**Work request:** If a line in the entries below includes "THEN", pick it out and copy it.

**Supplied material:**
//! Question bank storage
//!
//! Append-only store of generated questions with a consumed flag. `claim` is
//! the only way an entry leaves the bank and it is a single conditional
//! update, so concurrent runs never receive the same entry.

use anyhow::{Context, Result};
use chrono::Utc;
use rusqlite::{params, OptionalExtension, Transaction, TransactionBehavior};
use tracing::{debug, info};
use uuid::Uuid;

use super::database::Database;
use crate::bank::GeneratedItem;

/// A stored question and its consumption state
#[derive(Debug, Clone, PartialEq)]
pub struct BankEntry {
    pub id: i64,
    pub category: String,
    pub item: GeneratedItem,
    pub batch_id: String,
    pub consumed: bool,
    pub created_at: String,
    pub consumed_at: Option<String>,
}

/// Per-category bank counts
#[derive(Debug, Clone, PartialEq, Eq)]
pub struct CategoryStock {
    pub category: String,
    pub unconsumed: u64,
    pub consumed: u64,
}

/// Bank store over a database handle
pub struct BankStore<'a> {
    db: &'a Database,
}

impl<'a> BankStore<'a> {
    /// Create a new bank store with database reference
    pub fn new(db: &'a Database) -> Self {
        Self { db }
    }

    /// Atomically take one unconsumed entry for `category`
    ///
    /// The select and the flag flip are one statement guarded by
    /// `consumed = 0`, run under an IMMEDIATE transaction so a second process
    /// waits on the write lock rather than racing on a stale snapshot.
    pub fn claim(&self, category: &str) -> Result<Option<BankEntry>> {
        let now = Utc::now().to_rfc3339();
        let tx = Transaction::new_unchecked(self.db.conn(), TransactionBehavior::Immediate)?;

        let row = tx
            .query_row(
                "UPDATE bank_entries SET consumed = 1, consumed_at = ?2
                 WHERE id = (
                     SELECT id FROM bank_entries
                     WHERE category = ?1 AND consumed = 0
                     ORDER BY id LIMIT 1
                 )
                 AND consumed = 0
                 RETURNING id, category, item, batch_id, created_at, consumed_at",
                params![category, now],
                |row| {
                    Ok((
                        row.get::<_, i64>(0)?,
                        row.get::<_, String>(1)?,
                        row.get::<_, String>(2)?,
                        row.get::<_, String>(3)?,
                        row.get::<_, String>(4)?,
                        row.get::<_, Option<String>>(5)?,
                    ))
                },
            )
            .optional()?;
        tx.commit()?;

        let Some((id, category, item_json, batch_id, created_at, consumed_at)) = row else {
            debug!(category, "bank empty");
            return Ok(None);
        };

        let item: GeneratedItem = serde_json::from_str(&item_json)
            .with_context(|| format!("bank entry {} holds an invalid item", id))?;

        Ok(Some(BankEntry {
            id,
            category,
            item,
            batch_id,
            consumed: true,
            created_at,
            consumed_at,
        }))
    }

    /// Append a refill batch as unconsumed entries
    ///
    /// Never deduplicates against existing entries. Returns the batch id.
    pub fn insert_batch(&self, category: &str, items: &[GeneratedItem]) -> Result<String> {
        let batch_id = Uuid::new_v4().to_string();
        let now = Utc::now().to_rfc3339();

        let tx = Transaction::new_unchecked(self.db.conn(), TransactionBehavior::Immediate)?;
        {
            let mut stmt = tx.prepare(
                "INSERT INTO bank_entries (category, item, batch_id, consumed, created_at)
                 VALUES (?1, ?2, ?3, 0, ?4)",
            )?;
            for item in items {
                let item_json = serde_json::to_string(item)?;
                stmt.execute(params![category, item_json, batch_id, now])?;
            }
        }
        tx.commit()?;

        info!(category, batch_id = %batch_id, count = items.len(), "bank refilled");
        Ok(batch_id)
    }

    /// Number of entries still available for `category`
    pub fn count_unconsumed(&self, category: &str) -> Result<u64> {
        let count: i64 = self.db.conn().query_row(
            "SELECT COUNT(*) FROM bank_entries WHERE category = ?1 AND consumed = 0",
            [category],
            |row| row.get(0),
        )?;
        Ok(count as u64)
    }

    /// Counts for every category that has ever been refilled
    pub fn stock(&self) -> Result<Vec<CategoryStock>> {
        let mut stmt = self.db.conn().prepare(
            "SELECT category,
                    SUM(CASE WHEN consumed = 0 THEN 1 ELSE 0 END),
                    SUM(CASE WHEN consumed = 1 THEN 1 ELSE 0 END)
             FROM bank_entries
             GROUP BY category
             ORDER BY category",
        )?;

        let rows = stmt.query_map([], |row| {
            Ok(CategoryStock {
                category: row.get(0)?,
                unconsumed: row.get::<_, i64>(1)? as u64,
                consumed: row.get::<_, i64>(2)? as u64,
            })
        })?;

        rows.collect::<Result<Vec<_>, _>>().map_err(Into::into)
    }
}

#[cfg(test)]
mod tests {
    use std::collections::HashSet;
    use std::sync::{Arc, Barrier};

    use tempfile::TempDir;

    use super::*;

    /// Helper to create a temporary database for testing
    fn create_test_db() -> (Database, TempDir) {
        let temp_dir = TempDir::new().expect("Failed to create temp dir");
        let db_path = temp_dir.path().join("test.db");
        let db = Database::new(&db_path).expect("Failed to create database");
        (db, temp_dir)
    }

    fn item(n: usize) -> GeneratedItem {
        GeneratedItem::new(
            format!("Question {}?", n),
            ["a", "b", "c", "d"].map(String::from),
            n % 4,
            String::new(),
            "General".into(),
        )
        .expect("valid item")
    }

    fn items(count: usize) -> Vec<GeneratedItem> {
        (0..count).map(item).collect()
    }

    #[test]
    fn test_claim_on_empty_bank() {
        let (db, _temp) = create_test_db();
        let store = BankStore::new(&db);
        assert!(store.claim("CKA").expect("claim").is_none());
    }

    #[test]
    fn test_claim_marks_consumed_in_insertion_order() {
        let (db, _temp) = create_test_db();
        let store = BankStore::new(&db);
        store.insert_batch("CKA", &items(3)).expect("insert");

        let first = store.claim("CKA").expect("claim").expect("entry");
        assert!(first.consumed);
        assert!(first.consumed_at.is_some());
        assert_eq!(first.item.text(), "Question 0?");
        assert_eq!(store.count_unconsumed("CKA").expect("count"), 2);

        let second = store.claim("CKA").expect("claim").expect("entry");
        assert_ne!(first.id, second.id);
    }

    #[test]
    fn test_claim_respects_category() {
        let (db, _temp) = create_test_db();
        let store = BankStore::new(&db);
        store.insert_batch("CKA", &items(1)).expect("insert");

        assert!(store.claim("AZ-900").expect("claim").is_none());
        assert!(store.claim("CKA").expect("claim").is_some());
        assert!(store.claim("CKA").expect("claim").is_none());
    }

    #[test]
    fn test_insert_batch_never_deduplicates() {
        let (db, _temp) = create_test_db();
        let store = BankStore::new(&db);

        let first = store.insert_batch("CKA", &items(4)).expect("insert");
        let before = store.count_unconsumed("CKA").expect("count");
        let second = store.insert_batch("CKA", &items(4)).expect("insert");

        assert_ne!(first, second);
        assert_eq!(store.count_unconsumed("CKA").expect("count"), before + 4);
    }

    #[test]
    fn test_stock_reports_both_states() {
        let (db, _temp) = create_test_db();
        let store = BankStore::new(&db);
        store.insert_batch("CKA", &items(3)).expect("insert");
        store.insert_batch("AZ-900", &items(2)).expect("insert");
        store.claim("CKA").expect("claim");

        let stock = store.stock().expect("stock");
        assert_eq!(
            stock,
            vec![
                CategoryStock {
                    category: "AZ-900".into(),
                    unconsumed: 2,
                    consumed: 0
                },
                CategoryStock {
                    category: "CKA".into(),
                    unconsumed: 2,
                    consumed: 1
                },
            ]
        );
    }

    #[test]
    fn test_sequential_claims_never_exceed_stock() {
        let (db, _temp) = create_test_db();
        let store = BankStore::new(&db);
        store.insert_batch("CKA", &items(5)).expect("insert");

        let claimed: Vec<i64> = (0..8)
            .filter_map(|_| store.claim("CKA").expect("claim"))
            .map(|e| e.id)
            .collect();

        assert_eq!(claimed.len(), 5);
        assert_eq!(claimed.iter().collect::<HashSet<_>>().len(), 5);
    }

    #[test]
    fn test_concurrent_claims_are_at_most_once() {
        const STOCK: usize = 40;
        const WORKERS: usize = 4;
        const CLAIMS_PER_WORKER: usize = 15;

        let temp_dir = TempDir::new().expect("Failed to create temp dir");
        let db_path = temp_dir.path().join("shared.db");
        {
            let db = Database::new(&db_path).expect("Failed to create database");
            BankStore::new(&db)
                .insert_batch("CKA", &items(STOCK))
                .expect("insert");
        }

        let barrier = Arc::new(Barrier::new(WORKERS));
        let handles: Vec<_> = (0..WORKERS)
            .map(|_| {
                let path = db_path.clone();
                let barrier = barrier.clone();
                std::thread::spawn(move || {
                    // Separate connection per worker, like separate processes
                    let db = Database::new(&path).expect("Failed to open database");
                    let store = BankStore::new(&db);
                    barrier.wait();
                    (0..CLAIMS_PER_WORKER)
                        .filter_map(|_| store.claim("CKA").expect("claim"))
                        .map(|e| e.id)
                        .collect::<Vec<_>>()
                })
            })
            .collect();

        let all: Vec<i64> = handles
            .into_iter()
            .flat_map(|h| h.join().expect("worker panicked"))
            .collect();
        let unique: HashSet<i64> = all.iter().copied().collect();

        assert_eq!(all.len(), STOCK);
        assert_eq!(unique.len(), STOCK);
    }
}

**Response:**
                    SUM(CASE WHEN consumed = 0 THEN 1 ELSE 0 END),
                    SUM(CASE WHEN consumed = 1 THEN 1 ELSE 0 END)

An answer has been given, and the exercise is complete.